Extracted information =
Start of Block

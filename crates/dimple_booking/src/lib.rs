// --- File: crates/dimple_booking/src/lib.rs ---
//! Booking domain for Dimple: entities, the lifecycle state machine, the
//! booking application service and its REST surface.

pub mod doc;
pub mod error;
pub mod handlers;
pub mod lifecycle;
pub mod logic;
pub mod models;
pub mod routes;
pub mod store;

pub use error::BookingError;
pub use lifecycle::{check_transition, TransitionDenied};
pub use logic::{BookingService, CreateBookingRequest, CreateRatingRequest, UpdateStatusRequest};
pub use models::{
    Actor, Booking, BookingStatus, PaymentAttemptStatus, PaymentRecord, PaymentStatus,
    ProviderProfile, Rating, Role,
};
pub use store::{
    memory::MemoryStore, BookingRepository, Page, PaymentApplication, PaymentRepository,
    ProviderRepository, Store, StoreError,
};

End of Block

What to work on = Your answer must be one number: how many lines of the entries hold the string "crates".

Exercise output = 2